In this chapter, we define a collaboration framework that enables Wikipedia editors to generate new articles while they help development of Machine Translation (MT) systems by providing post-edition logs. This collaboration framework was tested with editors of Basque Wikipedia. Their post-editing of Computer Science articles has been used to improve the output of a Spanish to Basque MT system called Matxin. For the collaboration between editors and researchers, we selected a set of 100 articles from the Spanish Wikipedia. These articles would then be used as the source texts to be translated into Basque using the MT engine.
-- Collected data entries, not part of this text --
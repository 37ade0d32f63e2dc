// ABOUTME: Integration tests for the question catalog and trainer overlay upsert contract
// ABOUTME: Covers the single-opinion-per-question invariant and overlay validation
//
// SPDX-License-Identifier: MIT OR Apache-2.0
// Copyright (c) 2025 SmartGains

#![allow(missing_docs, clippy::unwrap_used)]

mod common;

use common::{create_test_db, seed_trainer};
use smartgains_server::database::questions::{
    CreateGlobalQuestionRequest, OverlayAction, QuestionType, QuestionsManager,
    UpsertOverlayRequest,
};
use smartgains_server::errors::ErrorCode;
use smartgains_server::intake::QuestionFilter;

fn global_question(text: &str, category: &str) -> CreateGlobalQuestionRequest {
    CreateGlobalQuestionRequest {
        question_text: text.to_owned(),
        question_type: QuestionType::Text,
        options: None,
        category: category.to_owned(),
        is_default: false,
        template: None,
    }
}

fn edit_overlay(global_id: i64, text: &str) -> UpsertOverlayRequest {
    UpsertOverlayRequest {
        global_question_id: Some(global_id),
        action: OverlayAction::Edit,
        question_text: text.to_owned(),
        question_type: QuestionType::Text,
        options: None,
        category: "health".to_owned(),
        template: None,
    }
}

fn delete_overlay(global_id: i64) -> UpsertOverlayRequest {
    UpsertOverlayRequest {
        global_question_id: Some(global_id),
        action: OverlayAction::Delete,
        question_text: String::new(),
        question_type: QuestionType::Text,
        options: None,
        category: "health".to_owned(),
        template: None,
    }
}

// ============================================================================
// Catalog Tests
// ============================================================================

#[tokio::test]
async fn test_create_and_list_global_questions() {
    let db = create_test_db().await;
    let manager = QuestionsManager::new(db.pool().clone());

    manager
        .create_global(&global_question("Any injuries?", "health"))
        .await
        .unwrap();
    manager
        .create_global(&global_question("What are your goals?", "goals"))
        .await
        .unwrap();

    let all = manager.list_global(&QuestionFilter::default()).await.unwrap();
    assert_eq!(all.len(), 2);

    let health_only = manager
        .list_global(&QuestionFilter {
            category: Some("health".to_owned()),
            ..Default::default()
        })
        .await
        .unwrap();
    assert_eq!(health_only.len(), 1);
    assert_eq!(health_only[0].question_text, "Any injuries?");
}

#[tokio::test]
async fn test_global_select_requires_options() {
    let db = create_test_db().await;
    let manager = QuestionsManager::new(db.pool().clone());

    let err = manager
        .create_global(&CreateGlobalQuestionRequest {
            question_text: "Preferred training days?".to_owned(),
            question_type: QuestionType::Checkbox,
            options: None,
            category: "schedule".to_owned(),
            is_default: false,
            template: None,
        })
        .await
        .unwrap_err();
    assert_eq!(err.code, ErrorCode::MissingRequiredField);
}

#[tokio::test]
async fn test_defaults_only_filter() {
    let db = create_test_db().await;
    let manager = QuestionsManager::new(db.pool().clone());

    manager
        .create_global(&CreateGlobalQuestionRequest {
            is_default: true,
            ..global_question("Default question", "general")
        })
        .await
        .unwrap();
    manager
        .create_global(&global_question("Optional question", "general"))
        .await
        .unwrap();

    let defaults = manager
        .list_global(&QuestionFilter {
            defaults_only: true,
            ..Default::default()
        })
        .await
        .unwrap();
    assert_eq!(defaults.len(), 1);
    assert!(defaults[0].is_default);
}

// ============================================================================
// Overlay Upsert Contract Tests
// ============================================================================

#[tokio::test]
async fn test_overlay_upsert_keeps_single_row() {
    let db = create_test_db().await;
    let trainer_id = seed_trainer(&db, "coach@smartgains.app").await;
    let manager = QuestionsManager::new(db.pool().clone());

    let global = manager
        .create_global(&global_question("Any injuries?", "health"))
        .await
        .unwrap();

    let first = manager
        .upsert_overlay(trainer_id, &edit_overlay(global.id, "Injuries or surgeries?"))
        .await
        .unwrap();

    // A later delete for the same global question overwrites the edit row
    let second = manager
        .upsert_overlay(trainer_id, &delete_overlay(global.id))
        .await
        .unwrap();

    assert_eq!(first.id, second.id);
    assert_eq!(second.action, OverlayAction::Delete);

    let overlays = manager.list_overlays(trainer_id).await.unwrap();
    assert_eq!(overlays.len(), 1);
}

#[tokio::test]
async fn test_delete_then_add_overwrites_delete() {
    let db = create_test_db().await;
    let trainer_id = seed_trainer(&db, "coach@smartgains.app").await;
    let manager = QuestionsManager::new(db.pool().clone());

    let global = manager
        .create_global(&global_question("Any injuries?", "health"))
        .await
        .unwrap();

    manager
        .upsert_overlay(trainer_id, &delete_overlay(global.id))
        .await
        .unwrap();

    let resolved = manager
        .resolve_for_trainer(trainer_id, &QuestionFilter::default())
        .await
        .unwrap();
    assert!(resolved.is_empty());

    // Re-adding the hidden catalog question lands as an edit on the same row
    let readded = manager
        .upsert_overlay(
            trainer_id,
            &UpsertOverlayRequest {
                action: OverlayAction::Add,
                ..edit_overlay(global.id, "Injury history, in detail?")
            },
        )
        .await
        .unwrap();
    assert_eq!(readded.action, OverlayAction::Edit);

    let overlays = manager.list_overlays(trainer_id).await.unwrap();
    assert_eq!(overlays.len(), 1);

    let resolved = manager
        .resolve_for_trainer(trainer_id, &QuestionFilter::default())
        .await
        .unwrap();
    assert_eq!(resolved.len(), 1);
    assert_eq!(resolved[0].question_text, "Injury history, in detail?");
}

#[tokio::test]
async fn test_overlay_unknown_global_question() {
    let db = create_test_db().await;
    let trainer_id = seed_trainer(&db, "coach@smartgains.app").await;
    let manager = QuestionsManager::new(db.pool().clone());

    let err = manager
        .upsert_overlay(trainer_id, &edit_overlay(999, "Edited"))
        .await
        .unwrap_err();
    assert_eq!(err.code, ErrorCode::ResourceNotFound);
}

#[tokio::test]
async fn test_overlay_edit_requires_global_id() {
    let db = create_test_db().await;
    let trainer_id = seed_trainer(&db, "coach@smartgains.app").await;
    let manager = QuestionsManager::new(db.pool().clone());

    let err = manager
        .upsert_overlay(
            trainer_id,
            &UpsertOverlayRequest {
                global_question_id: None,
                ..edit_overlay(1, "Edited")
            },
        )
        .await
        .unwrap_err();
    assert_eq!(err.code, ErrorCode::MissingRequiredField);
}

#[tokio::test]
async fn test_overlay_select_requires_options() {
    let db = create_test_db().await;
    let trainer_id = seed_trainer(&db, "coach@smartgains.app").await;
    let manager = QuestionsManager::new(db.pool().clone());

    let err = manager
        .upsert_overlay(
            trainer_id,
            &UpsertOverlayRequest {
                global_question_id: None,
                action: OverlayAction::Add,
                question_text: "Preferred days?".to_owned(),
                question_type: QuestionType::Select,
                options: Some(vec![]),
                category: "schedule".to_owned(),
                template: None,
            },
        )
        .await
        .unwrap_err();
    assert_eq!(err.code, ErrorCode::MissingRequiredField);
}

// ============================================================================
// Trainer-Original Question Tests
// ============================================================================

#[tokio::test]
async fn test_delete_trainer_question_hard_deletes() {
    let db = create_test_db().await;
    let trainer_id = seed_trainer(&db, "coach@smartgains.app").await;
    let manager = QuestionsManager::new(db.pool().clone());

    let added = manager
        .upsert_overlay(
            trainer_id,
            &UpsertOverlayRequest {
                global_question_id: None,
                action: OverlayAction::Add,
                question_text: "Injury history?".to_owned(),
                question_type: QuestionType::Textarea,
                options: None,
                category: "health".to_owned(),
                template: None,
            },
        )
        .await
        .unwrap();
    assert_eq!(added.action, OverlayAction::Add);

    let deleted = manager
        .delete_trainer_question(trainer_id, added.id)
        .await
        .unwrap();
    assert!(deleted);
    assert!(manager.list_overlays(trainer_id).await.unwrap().is_empty());
}

#[tokio::test]
async fn test_delete_trainer_question_rejects_global_overlay() {
    let db = create_test_db().await;
    let trainer_id = seed_trainer(&db, "coach@smartgains.app").await;
    let manager = QuestionsManager::new(db.pool().clone());

    let global = manager
        .create_global(&global_question("Any injuries?", "health"))
        .await
        .unwrap();
    let overlay = manager
        .upsert_overlay(trainer_id, &edit_overlay(global.id, "Edited"))
        .await
        .unwrap();

    let err = manager
        .delete_trainer_question(trainer_id, overlay.id)
        .await
        .unwrap_err();
    assert_eq!(err.code, ErrorCode::InvalidInput);
}

#[tokio::test]
async fn test_overlays_are_per_trainer() {
    let db = create_test_db().await;
    let trainer_a = seed_trainer(&db, "a@smartgains.app").await;
    let trainer_b = seed_trainer(&db, "b@smartgains.app").await;
    let manager = QuestionsManager::new(db.pool().clone());

    let global = manager
        .create_global(&global_question("Any injuries?", "health"))
        .await
        .unwrap();
    manager
        .upsert_overlay(trainer_a, &delete_overlay(global.id))
        .await
        .unwrap();

    // Trainer B still sees the untouched catalog
    let resolved_b = manager
        .resolve_for_trainer(trainer_b, &QuestionFilter::default())
        .await
        .unwrap();
    assert_eq!(resolved_b.len(), 1);

    let resolved_a = manager
        .resolve_for_trainer(trainer_a, &QuestionFilter::default())
        .await
        .unwrap();
    assert!(resolved_a.is_empty());
}
// ABOUTME: Day-index parsing, day counting, and the per-day completion map for plans
// ABOUTME: Pure logic behind mark-day-complete and the completed_marked invariant
//
// SPDX-License-Identifier: MIT OR Apache-2.0
// Copyright (c) 2025 SmartGains

use regex::Regex;
use serde::{Deserialize, Serialize};
use std::collections::{BTreeMap, BTreeSet};
use std::sync::OnceLock;

use crate::errors::{AppError, AppResult};

/// A day index as received over the wire: clients send either a bare
/// integer or a `"Day N"` section label.
#[derive(Debug, Clone, Deserialize)]
#[serde(untagged)]
pub enum DayIndexInput {
    Number(i64),
    Label(String),
}

/// Normalize a day-index input to an integer >= 1
///
/// Accepts a positive integer, a numeric string, or a `"Day N"` label
/// (case-insensitive).
///
/// # Errors
///
/// Returns `InvalidFormat` for anything that does not parse, and
/// `InvalidInput` for indexes below 1.
pub fn parse_day_index(input: &DayIndexInput) -> AppResult<u32> {
    let value = match input {
        DayIndexInput::Number(n) => *n,
        DayIndexInput::Label(raw) => {
            let trimmed = raw.trim();
            if let Ok(n) = trimmed.parse::<i64>() {
                n
            } else {
                let rest = trimmed
                    .strip_prefix("Day ")
                    .or_else(|| trimmed.strip_prefix("day "))
                    .ok_or_else(|| {
                        AppError::new(
                            crate::errors::ErrorCode::InvalidFormat,
                            format!("Unparseable day index: {raw:?}"),
                        )
                    })?;
                rest.trim().parse::<i64>().map_err(|_| {
                    AppError::new(
                        crate::errors::ErrorCode::InvalidFormat,
                        format!("Unparseable day index: {raw:?}"),
                    )
                })?
            }
        }
    };

    u32::try_from(value)
        .ok()
        .filter(|n| *n >= 1)
        .ok_or_else(|| AppError::invalid_input(format!("Day index must be >= 1, got {value}")))
}

/// Count the distinct `## Day N` section headers in a plan body.
///
/// Plans are free-form markdown from the generation model; this header scan
/// is the only structure they are guaranteed to carry. A body without day
/// headers counts as zero (callers treat such plans as single-day).
#[must_use]
pub fn count_plan_days(plan_details: &str) -> u32 {
    static DAY_HEADER: OnceLock<Regex> = OnceLock::new();
    let re = DAY_HEADER.get_or_init(|| {
        Regex::new(r"(?m)^##\s+Day\s+(\d+)").expect("day header pattern is valid")
    });

    let days: BTreeSet<u32> = re
        .captures_iter(plan_details)
        .filter_map(|c| c.get(1).and_then(|m| m.as_str().parse().ok()))
        .collect();

    u32::try_from(days.len()).unwrap_or(u32::MAX)
}

/// Aggregate completion state of a plan
#[derive(Debug, Clone, Copy, PartialEq, Eq, Serialize)]
#[serde(rename_all = "snake_case")]
pub enum CompletionState {
    /// No day marked yet
    Incomplete,
    /// At least one day marked, but not all
    PartiallyComplete,
    /// Every day in range marked
    Complete,
}

/// Per-day completion flags for a plan.
///
/// Externally serialized as a JSON object with string keys `day_N`, matching
/// the stored `day_completion_status` column representation.
#[derive(Debug, Clone, Default, PartialEq, Eq)]
pub struct DayCompletionMap {
    days: BTreeMap<u32, bool>,
}

impl DayCompletionMap {
    /// Empty map (fresh plan)
    #[must_use]
    pub fn new() -> Self {
        Self::default()
    }

    /// Parse from the stored column value; `None`/empty reads as a fresh map
    ///
    /// # Errors
    ///
    /// Returns a serialization error when the stored JSON is malformed or a
    /// key does not follow the `day_N` shape
    pub fn from_stored(raw: Option<&str>) -> AppResult<Self> {
        let Some(raw) = raw.filter(|s| !s.trim().is_empty()) else {
            return Ok(Self::new());
        };

        let object: BTreeMap<String, bool> = serde_json::from_str(raw)?;
        let mut days = BTreeMap::new();
        for (key, value) in object {
            let index: u32 = key
                .strip_prefix("day_")
                .and_then(|n| n.parse().ok())
                .ok_or_else(|| {
                    AppError::new(
                        crate::errors::ErrorCode::SerializationError,
                        format!("Invalid day completion key: {key:?}"),
                    )
                })?;
            days.insert(index, value);
        }
        Ok(Self { days })
    }

    /// Serialize to the stored column representation
    ///
    /// # Errors
    ///
    /// Returns an error if JSON encoding fails
    pub fn to_stored(&self) -> AppResult<String> {
        let object: BTreeMap<String, bool> = self
            .days
            .iter()
            .map(|(index, done)| (format!("day_{index}"), *done))
            .collect();
        Ok(serde_json::to_string(&object)?)
    }

    /// Mark a day complete; marking an already-complete day is a no-op
    pub fn mark_day(&mut self, day_index: u32) {
        self.days.insert(day_index, true);
    }

    /// Whether a specific day is marked complete
    #[must_use]
    pub fn is_day_complete(&self, day_index: u32) -> bool {
        self.days.get(&day_index).copied().unwrap_or(false)
    }

    /// Whether every day in `1..=total_days` is marked complete
    #[must_use]
    pub fn all_complete(&self, total_days: u32) -> bool {
        total_days >= 1 && (1..=total_days).all(|day| self.is_day_complete(day))
    }

    /// Days currently marked complete, ascending
    pub fn completed_days(&self) -> impl Iterator<Item = u32> + '_ {
        self.days
            .iter()
            .filter(|(_, done)| **done)
            .map(|(day, _)| *day)
    }

    /// Classify the aggregate completion state for `total_days`
    #[must_use]
    pub fn state(&self, total_days: u32) -> CompletionState {
        if self.all_complete(total_days) {
            CompletionState::Complete
        } else if self.completed_days().next().is_some() {
            CompletionState::PartiallyComplete
        } else {
            CompletionState::Incomplete
        }
    }

}

impl Serialize for DayCompletionMap {
    fn serialize<S: serde::Serializer>(&self, serializer: S) -> Result<S::Ok, S::Error> {
        use serde::ser::SerializeMap;
        let mut map = serializer.serialize_map(Some(self.days.len()))?;
        for (index, done) in &self.days {
            map.serialize_entry(&format!("day_{index}"), done)?;
        }
        map.end()
    }
}

#[cfg(test)]
mod tests {
    use super::*;

    #[test]
    fn test_parse_day_index_integer() {
        assert_eq!(parse_day_index(&DayIndexInput::Number(2)).unwrap(), 2);
        assert_eq!(
            parse_day_index(&DayIndexInput::Label("3".to_owned())).unwrap(),
            3
        );
    }

    #[test]
    fn test_parse_day_index_label() {
        assert_eq!(
            parse_day_index(&DayIndexInput::Label("Day 2".to_owned())).unwrap(),
            2
        );
        assert_eq!(
            parse_day_index(&DayIndexInput::Label("day 14".to_owned())).unwrap(),
            14
        );
    }

    #[test]
    fn test_parse_day_index_rejects_garbage() {
        assert!(parse_day_index(&DayIndexInput::Label("Week 2".to_owned())).is_err());
        assert!(parse_day_index(&DayIndexInput::Label("Day two".to_owned())).is_err());
        assert!(parse_day_index(&DayIndexInput::Number(0)).is_err());
        assert!(parse_day_index(&DayIndexInput::Number(-1)).is_err());
    }

    #[test]
    fn test_count_plan_days() {
        let body = "# Plan\n## Day 1: Push\n...\n## Day 2: Pull\n...\n## Day 3: Legs\n";
        assert_eq!(count_plan_days(body), 3);
    }

    #[test]
    fn test_count_plan_days_distinct_and_unstructured() {
        // Repeated headers count once; a body without headers counts zero
        let body = "## Day 1\ntext\n## Day 1\n## Day 2\n";
        assert_eq!(count_plan_days(body), 2);
        assert_eq!(count_plan_days("Just do squats every morning."), 0);
        // Indented or inline mentions are not section headers
        assert_eq!(count_plan_days("see ## Day 4 below\n  ## Day 5\n"), 0);
    }

    #[test]
    fn test_completion_map_round_trip() {
        let mut map = DayCompletionMap::new();
        map.mark_day(1);
        map.mark_day(3);

        let stored = map.to_stored().unwrap();
        assert!(stored.contains("\"day_1\":true"));
        assert!(stored.contains("\"day_3\":true"));

        let restored = DayCompletionMap::from_stored(Some(&stored)).unwrap();
        assert_eq!(restored, map);
    }

    #[test]
    fn test_completion_map_from_empty_column() {
        assert_eq!(DayCompletionMap::from_stored(None).unwrap(), DayCompletionMap::new());
        assert_eq!(
            DayCompletionMap::from_stored(Some("")).unwrap(),
            DayCompletionMap::new()
        );
    }

    #[test]
    fn test_completion_map_rejects_bad_keys() {
        assert!(DayCompletionMap::from_stored(Some(r#"{"monday":true}"#)).is_err());
    }

    #[test]
    fn test_all_complete_and_state() {
        let mut map = DayCompletionMap::new();
        assert_eq!(map.state(3), CompletionState::Incomplete);

        map.mark_day(1);
        map.mark_day(3);
        assert!(!map.all_complete(3));
        assert_eq!(map.state(3), CompletionState::PartiallyComplete);

        map.mark_day(2);
        assert!(map.all_complete(3));
        assert_eq!(map.state(3), CompletionState::Complete);

        // Marking an already-complete day changes nothing
        map.mark_day(2);
        assert!(map.all_complete(3));
    }

    #[test]
    fn test_out_of_range_day_never_satisfies_completion() {
        let mut map = DayCompletionMap::new();
        map.mark_day(5);
        assert!(!map.all_complete(3));
        assert_eq!(map.state(3), CompletionState::PartiallyComplete);
    }
}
A group of volunteers from Basque Wikipedia reviewed and corrected the raw MT translations. This collaboration ultimately produced two main benefits: (i) the change logs that would potentially help improve the MT engine by using an automated statistical post-editing system , and (ii) the growth of Basque Wikipedia. The results show that this process can improve the accuracy of an Rule Based MT (RBMT) system in nearly 10% benefiting from the post-edition of 50,000 words in the Computer Science domain. We believe that our conclusions can be extended to MT engines involving other less-resourced languages lacking large parallel corpora or frequently updated lexical knowledge, as well as to other domains.